Saved data entries
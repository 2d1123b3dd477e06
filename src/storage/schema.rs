//! Database schema definitions
//!
//! All SQL schema definitions for the discograph database.

/// SQL schema for the database
pub const SCHEMA_SQL: &str = r#"
-- Track ingestion runs
CREATE TABLE IF NOT EXISTS runs (
    id INTEGER PRIMARY KEY AUTOINCREMENT,
    started_at TEXT NOT NULL,
    finished_at TEXT,
    config_hash TEXT NOT NULL,
    status TEXT NOT NULL
);

-- Normalized entity records; the source reference is the entity id
CREATE TABLE IF NOT EXISTS entities (
    reference TEXT PRIMARY KEY,
    kind TEXT NOT NULL,
    name TEXT NOT NULL,
    country TEXT,
    genre TEXT,
    formed_year INTEGER,
    real_name TEXT,
    birthplace TEXT,
    release_year INTEGER,
    label_name TEXT,
    stubs TEXT NOT NULL DEFAULT '[]',
    visited_at TEXT NOT NULL
);

CREATE INDEX IF NOT EXISTS idx_entities_kind ON entities(kind);

-- Relations between entities; the same pair may carry several role entries
CREATE TABLE IF NOT EXISTS relations (
    id INTEGER PRIMARY KEY AUTOINCREMENT,
    subject_ref TEXT NOT NULL,
    object_ref TEXT NOT NULL,
    role TEXT NOT NULL,
    status TEXT NOT NULL,
    spans TEXT NOT NULL DEFAULT '[]',
    UNIQUE(subject_ref, object_ref, role)
);

CREATE INDEX IF NOT EXISTS idx_relations_subject ON relations(subject_ref);
CREATE INDEX IF NOT EXISTS idx_relations_object ON relations(object_ref);
"#;

/// Initializes the database schema
pub fn initialize_schema(conn: &rusqlite::Connection) -> Result<(), rusqlite::Error> {
    conn.execute_batch(SCHEMA_SQL)?;
    Ok(())
}

/// Gets the current schema version
///
/// This can be used for future migrations if the schema changes.
pub fn get_schema_version() -> u32 {
    1
}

_WORK REQUIRED:_ The answer must consist of every entry, set down exactly as given.

_RESPONSE TO THE EXERCISE:_
repository 2d1123b3dd477e06
filename src/storage/schema.rs
//! Database schema definitions
//!
//! All SQL schema definitions for the discograph database.

/// SQL schema for the database
pub const SCHEMA_SQL: &str = r#"
-- Track ingestion runs
CREATE TABLE IF NOT EXISTS runs (
    id INTEGER PRIMARY KEY AUTOINCREMENT,
    started_at TEXT NOT NULL,
    finished_at TEXT,
    config_hash TEXT NOT NULL,
    status TEXT NOT NULL
);

-- Normalized entity records; the source reference is the entity id
CREATE TABLE IF NOT EXISTS entities (
    reference TEXT PRIMARY KEY,
    kind TEXT NOT NULL,
    name TEXT NOT NULL,
    country TEXT,
    genre TEXT,
    formed_year INTEGER,
    real_name TEXT,
    birthplace TEXT,
    release_year INTEGER,
    label_name TEXT,
    stubs TEXT NOT NULL DEFAULT '[]',
    visited_at TEXT NOT NULL
);

CREATE INDEX IF NOT EXISTS idx_entities_kind ON entities(kind);

-- Relations between entities; the same pair may carry several role entries
CREATE TABLE IF NOT EXISTS relations (
    id INTEGER PRIMARY KEY AUTOINCREMENT,
    subject_ref TEXT NOT NULL,
    object_ref TEXT NOT NULL,
    role TEXT NOT NULL,
    status TEXT NOT NULL,
    spans TEXT NOT NULL DEFAULT '[]',
    UNIQUE(subject_ref, object_ref, role)
);

CREATE INDEX IF NOT EXISTS idx_relations_subject ON relations(subject_ref);
CREATE INDEX IF NOT EXISTS idx_relations_object ON relations(object_ref);
"#;

/// Initializes the database schema
pub fn initialize_schema(conn: &rusqlite::Connection) -> Result<(), rusqlite::Error> {
    conn.execute_batch(SCHEMA_SQL)?;
    Ok(())
}

/// Gets the current schema version
///
/// This can be used for future migrations if the schema changes.
pub fn get_schema_version() -> u32 {
    1
}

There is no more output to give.